An important distinction here is that parameters such as treatment stages and associated specialties are based on input from specialists. The duration of each stage and their recurrence are also based on specialist input. Naturally, this requires statistical analysis of the current situation and a realistic definition of the desired outcomes. That said, such care pathways enable healthcare services to be “nudged” in the desired direction.
Defining such care pathways is a labor-intensive and analytics-heavy task. This makes it essential to apply these funding models based on specific needs.
2 – Mini-Care Pathway or a DRG-like Approach
This category includes the costs of treatments (within a year) that remain after the tagging of claims at the previous (higher) funding level. Like a care pathway, the treatment invoices under a single medical case are combined. These invoices fall within the same diagnosis and are unified into a single funding stream. However, unlike today’s DRG-based funding, the diagnosis-related funding would not depend on the number of treatment claims. It would not require inpatient treatment invoices.
As a side note, this method recognizes that the number of claims is not always directly linked to the disease. The relationship is not always straightforward. Some service providers deliver one visit and one claim. Others need several visits for similar clinical cases. Whether treatment occurs in an inpatient or outpatient setting can vary regionally or due to other specific circumstances.
Unlike today’s DRG model and the first-level funding model (Care Pathway-Based Bundled Payment), this method creates diagnosis-based groups using historical data. Machine learning-based grouping methods are employed. This allows consideration of far more parameters for grouping than humans can handle.

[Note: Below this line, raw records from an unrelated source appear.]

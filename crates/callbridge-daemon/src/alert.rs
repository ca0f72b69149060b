//! Operator alerting
//!
//! Non-fatal but operator-visible conditions (sender overload, a tenant
//! list that will not refresh) go through here. Delivery is fire-and-forget:
//! the alert always lands in the log, and additionally in a webhook when one
//! is configured. A failing webhook never propagates an error.

use callbridge_common::{BridgeError, Result};
use std::time::Duration;
use tracing::{error, warn};

const ALERT_TIMEOUT: Duration = Duration::from_secs(10);

#[derive(Debug, Clone)]
pub struct Alerter {
    webhook: Option<String>,
    client: reqwest::Client,
}

impl Alerter {
    pub fn new(webhook: Option<String>) -> Result<Self> {
        let client = reqwest::Client::builder()
            .timeout(ALERT_TIMEOUT)
            .build()
            .map_err(|e| BridgeError::Network(e.to_string()))?;
        Ok(Self { webhook, client })
    }

    pub async fn notify(&self, message: &str) {
        warn!("ALERT: {}", message);

        let Some(url) = &self.webhook else { return };
        let body = serde_json::json!({ "text": message });
        let outcome = self
            .client
            .post(url)
            .json(&body)
            .send()
            .await
            .and_then(|response| response.error_for_status());
        if let Err(err) = outcome {
            error!("Failed to deliver alert to webhook: {}", err);
        }
    }
}
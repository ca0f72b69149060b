//! Error types for callbridge

use thiserror::Error;

/// Result type alias for callbridge operations
pub type Result<T> = std::result::Result<T, BridgeError>;

/// Main error type for callbridge
#[derive(Error, Debug)]
pub enum BridgeError {
    #[error("IO error: {0}")]
    Io(#[from] std::io::Error),

    #[error("Serialization error: {0}")]
    Serialization(#[from] serde_json::Error),

    #[error("Configuration error: {0}")]
    Config(String),

    #[error("Network error: {0}")]
    Network(String),

    #[error("Remote API returned status {0}")]
    RemoteStatus(u16),

    #[error("Signature error: {0}")]
    Signature(String),

    #[error("Store error: {0}")]
    Store(String),

    #[error("Switch error: {0}")]
    Switch(String),

    #[error("Transcode error: {0}")]
    Transcode(String),

    #[error("Storage error: {0}")]
    Storage(String),
}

Humans are responsible for directing the model through input parameters.
The mini-care pathway funding model is reasonable to apply to diseases that:
- Involve shorter care pathways (simpler in terms of duration and stages) but still require sufficient funding attention.

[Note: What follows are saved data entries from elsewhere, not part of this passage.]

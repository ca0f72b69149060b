//! Core types shared across callbridge components

use chrono::{DateTime, Utc};
use serde::{Deserialize, Serialize};

/// Kind of buffered record awaiting delivery
#[derive(Debug, Clone, Copy, PartialEq, Eq, Hash, Serialize, Deserialize)]
#[serde(rename_all = "lowercase")]
pub enum RecordKind {
    /// Finished-call detail record
    Cdr,
    /// Recorded-call upload job
    Recording,
}

impl RecordKind {
    pub fn as_str(&self) -> &'static str {
        match self {
            RecordKind::Cdr => "cdr",
            RecordKind::Recording => "recording",
        }
    }
}

impl std::fmt::Display for RecordKind {
    fn fmt(&self, f: &mut std::fmt::Formatter<'_>) -> std::fmt::Result {
        write!(f, "{}", self.as_str())
    }
}

/// Direction verdict assigned to a finished call
#[derive(Debug, Clone, Copy, PartialEq, Eq, Serialize, Deserialize)]
#[serde(rename_all = "snake_case")]
pub enum CallVerdict {
    /// External caller reached an inner number
    Incoming,
    /// Inner number dialed out
    Outgoing,
    /// Both legs are inner numbers
    Inner,
    /// Incoming call with a withheld caller id
    HiddenIncoming,
    /// Legs did not match any recognized shape
    Unknown,
}

impl CallVerdict {
    pub fn as_str(&self) -> &'static str {
        match self {
            CallVerdict::Incoming => "incoming",
            CallVerdict::Outgoing => "outgoing",
            CallVerdict::Inner => "inner",
            CallVerdict::HiddenIncoming => "hidden_incoming",
            CallVerdict::Unknown => "unknown",
        }
    }
}

impl std::fmt::Display for CallVerdict {
    fn fmt(&self, f: &mut std::fmt::Formatter<'_>) -> std::fmt::Result {
        write!(f, "{}", self.as_str())
    }
}

/// Call detail record buffered for delivery to the owning tenant backend
#[derive(Debug, Clone, PartialEq, Serialize, Deserialize)]
pub struct CdrRecord {
    /// Switch-assigned unique call id
    pub unique_id: String,
    /// Owning tenant code
    pub tenant: String,
    /// Employee extension that took part in the call
    pub inner_number: String,
    /// The other leg of the call
    pub opponent_number: String,
    pub direction: CallVerdict,
    pub started_at: DateTime<Utc>,
    pub duration_secs: u32,
    /// Switch disposition, e.g. "ANSWERED"
    pub disposition: String,
}

/// Recorded-call upload job buffered for transcoding and archival
#[derive(Debug, Clone, PartialEq, Serialize, Deserialize)]
pub struct RecordingJob {
    /// Switch-assigned unique call id
    pub unique_id: String,
    /// Owning tenant code
    pub tenant: String,
    /// Raw recording file name inside the calls directory
    pub wav_file: String,
}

- Correspond to pathways that, due to resource limitations, are not defined under the first funding method.
- Exhibit regional variation in clinical practice or coding.
- Have inexplicably high treatment costs.
3 – FFS – Fee-for-Service
Treatment invoices (cases) do not qualify for the two previous funding levels. They cannot be addressed within a given time period. These invoices would fall under FFS reimbursement.
Overall:
- Funding levels are dynamic. This implies that the proportions of different diseases reimbursed at each level can vary. These variations depend on changes in resources and healthcare expectations.
- On the other hand, a key factor as described in the article on the IMPACT model. It is the independent, multifaceted, and high-quality input required for the development of these models.
Figure 3. Hierarchical Framework of Reimbursement Models. The reimbursement framework consists of Reimbursement Independent of Claims. This involves incentive-based funding linked to KPIs or quality parameters. For example, rewards are given for achieving high vaccination coverage. There is also Reimbursement Depending on Claims, which has three levels: 1. Care Pathway-Based Bundled Payment – Designed for complex cases with significant impact, logistical challenges, or outcome-based differentiation potential. Parameters like treatment stages and specialists are defined by experts. 2. Mini-Care Pathway or DRG-Like Approach – Groups claims for shorter, simpler cases. It is used for treatments not covered under pathways. Machine learning-based grouping assists in diagnosis-specific funding. 3. Fee-for-Service (FFS) – Reserved for claims that do not fit under higher levels. Overall, funding levels are dynamic, adjusting to changes in resources and healthcare needs. Developing such models requires high-quality input and analysis.